Look for the word "RawTableCodec" in the data below, and copy every line that holds it.

-- DATA FOR THIS EXERCISE follows --

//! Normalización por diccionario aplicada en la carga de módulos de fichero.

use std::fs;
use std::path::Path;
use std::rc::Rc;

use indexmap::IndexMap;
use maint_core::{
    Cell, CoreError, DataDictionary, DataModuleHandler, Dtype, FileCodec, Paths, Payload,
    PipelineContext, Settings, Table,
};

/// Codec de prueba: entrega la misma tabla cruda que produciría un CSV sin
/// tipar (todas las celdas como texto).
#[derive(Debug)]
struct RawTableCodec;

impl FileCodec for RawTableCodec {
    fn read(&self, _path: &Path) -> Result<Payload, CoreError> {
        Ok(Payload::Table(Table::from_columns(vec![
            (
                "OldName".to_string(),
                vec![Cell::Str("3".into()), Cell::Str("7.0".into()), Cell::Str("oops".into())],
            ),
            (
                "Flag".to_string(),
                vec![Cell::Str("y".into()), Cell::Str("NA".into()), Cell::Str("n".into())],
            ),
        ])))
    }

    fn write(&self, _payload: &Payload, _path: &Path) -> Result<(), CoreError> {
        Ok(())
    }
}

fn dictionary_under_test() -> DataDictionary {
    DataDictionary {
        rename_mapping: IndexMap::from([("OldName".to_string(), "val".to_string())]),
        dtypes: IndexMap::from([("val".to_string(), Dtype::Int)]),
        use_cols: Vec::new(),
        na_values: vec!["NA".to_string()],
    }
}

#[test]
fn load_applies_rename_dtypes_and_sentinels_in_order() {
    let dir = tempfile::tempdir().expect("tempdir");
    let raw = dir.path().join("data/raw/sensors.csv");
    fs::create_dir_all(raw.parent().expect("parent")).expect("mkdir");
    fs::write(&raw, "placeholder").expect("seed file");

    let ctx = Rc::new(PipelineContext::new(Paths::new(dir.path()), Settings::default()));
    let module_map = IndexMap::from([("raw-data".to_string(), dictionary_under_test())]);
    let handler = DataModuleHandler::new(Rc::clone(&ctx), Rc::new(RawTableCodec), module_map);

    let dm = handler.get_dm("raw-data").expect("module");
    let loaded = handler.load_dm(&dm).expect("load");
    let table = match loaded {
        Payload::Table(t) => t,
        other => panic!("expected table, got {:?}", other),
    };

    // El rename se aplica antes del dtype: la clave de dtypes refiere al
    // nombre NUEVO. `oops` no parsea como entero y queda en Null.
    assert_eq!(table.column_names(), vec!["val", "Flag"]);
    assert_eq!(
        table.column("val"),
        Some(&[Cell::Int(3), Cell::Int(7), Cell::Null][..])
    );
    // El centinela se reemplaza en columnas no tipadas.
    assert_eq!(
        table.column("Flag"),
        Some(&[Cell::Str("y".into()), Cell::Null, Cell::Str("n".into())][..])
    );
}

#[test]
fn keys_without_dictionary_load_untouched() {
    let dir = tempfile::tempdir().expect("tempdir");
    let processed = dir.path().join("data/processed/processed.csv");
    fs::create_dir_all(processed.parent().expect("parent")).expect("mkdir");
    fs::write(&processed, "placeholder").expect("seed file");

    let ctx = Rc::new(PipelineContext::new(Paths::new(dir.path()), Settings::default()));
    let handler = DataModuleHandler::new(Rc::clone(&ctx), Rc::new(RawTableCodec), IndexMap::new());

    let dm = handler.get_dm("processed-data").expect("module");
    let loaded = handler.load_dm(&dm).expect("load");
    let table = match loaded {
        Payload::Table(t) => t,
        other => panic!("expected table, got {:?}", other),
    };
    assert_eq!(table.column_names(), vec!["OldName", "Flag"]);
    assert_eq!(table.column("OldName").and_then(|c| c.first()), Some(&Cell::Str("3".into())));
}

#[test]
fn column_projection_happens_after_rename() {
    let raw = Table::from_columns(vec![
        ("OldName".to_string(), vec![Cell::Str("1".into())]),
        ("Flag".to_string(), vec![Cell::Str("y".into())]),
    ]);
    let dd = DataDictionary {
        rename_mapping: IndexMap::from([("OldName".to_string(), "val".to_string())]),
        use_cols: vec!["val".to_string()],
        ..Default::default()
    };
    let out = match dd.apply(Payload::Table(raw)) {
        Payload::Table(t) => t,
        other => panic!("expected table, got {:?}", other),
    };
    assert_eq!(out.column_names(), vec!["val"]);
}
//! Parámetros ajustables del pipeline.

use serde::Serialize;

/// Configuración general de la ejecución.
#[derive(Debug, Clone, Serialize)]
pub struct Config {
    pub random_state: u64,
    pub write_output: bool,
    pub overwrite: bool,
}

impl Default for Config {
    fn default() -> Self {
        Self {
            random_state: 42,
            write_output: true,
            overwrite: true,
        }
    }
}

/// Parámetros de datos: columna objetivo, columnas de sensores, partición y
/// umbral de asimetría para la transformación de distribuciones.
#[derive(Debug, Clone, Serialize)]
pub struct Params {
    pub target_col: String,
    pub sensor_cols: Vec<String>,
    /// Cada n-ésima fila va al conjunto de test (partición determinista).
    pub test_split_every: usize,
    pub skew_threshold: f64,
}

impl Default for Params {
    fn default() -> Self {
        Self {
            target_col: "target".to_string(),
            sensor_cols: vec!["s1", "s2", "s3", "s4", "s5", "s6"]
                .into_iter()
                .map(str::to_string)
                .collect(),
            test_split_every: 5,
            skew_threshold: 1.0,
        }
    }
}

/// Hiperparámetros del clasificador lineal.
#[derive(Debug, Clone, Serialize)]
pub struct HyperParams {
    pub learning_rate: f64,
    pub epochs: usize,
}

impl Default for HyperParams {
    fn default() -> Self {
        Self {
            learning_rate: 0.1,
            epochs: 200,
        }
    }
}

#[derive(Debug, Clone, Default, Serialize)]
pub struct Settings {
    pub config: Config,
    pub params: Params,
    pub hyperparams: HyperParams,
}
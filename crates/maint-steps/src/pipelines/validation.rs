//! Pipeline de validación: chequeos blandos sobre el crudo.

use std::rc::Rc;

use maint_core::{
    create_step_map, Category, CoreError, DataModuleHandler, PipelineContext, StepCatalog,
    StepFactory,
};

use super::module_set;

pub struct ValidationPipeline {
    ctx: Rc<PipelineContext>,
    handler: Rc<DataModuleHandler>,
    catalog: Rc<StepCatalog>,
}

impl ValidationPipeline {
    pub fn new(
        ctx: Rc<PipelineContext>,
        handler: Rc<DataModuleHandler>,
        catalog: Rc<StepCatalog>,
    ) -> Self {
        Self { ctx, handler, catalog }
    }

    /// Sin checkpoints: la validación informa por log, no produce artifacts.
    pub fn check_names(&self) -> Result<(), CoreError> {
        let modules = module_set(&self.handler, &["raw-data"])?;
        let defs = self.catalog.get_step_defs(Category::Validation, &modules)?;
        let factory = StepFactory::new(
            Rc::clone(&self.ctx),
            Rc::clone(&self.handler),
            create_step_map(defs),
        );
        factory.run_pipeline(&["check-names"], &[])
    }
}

-- DATA FOR THIS EXERCISE concluded --

YOUR SOLUTION ▸
struct RawTableCodec;
impl FileCodec for RawTableCodec {
    let handler = DataModuleHandler::new(Rc::clone(&ctx), Rc::new(RawTableCodec), module_map);
    let handler = DataModuleHandler::new(Rc::clone(&ctx), Rc::new(RawTableCodec), IndexMap::new());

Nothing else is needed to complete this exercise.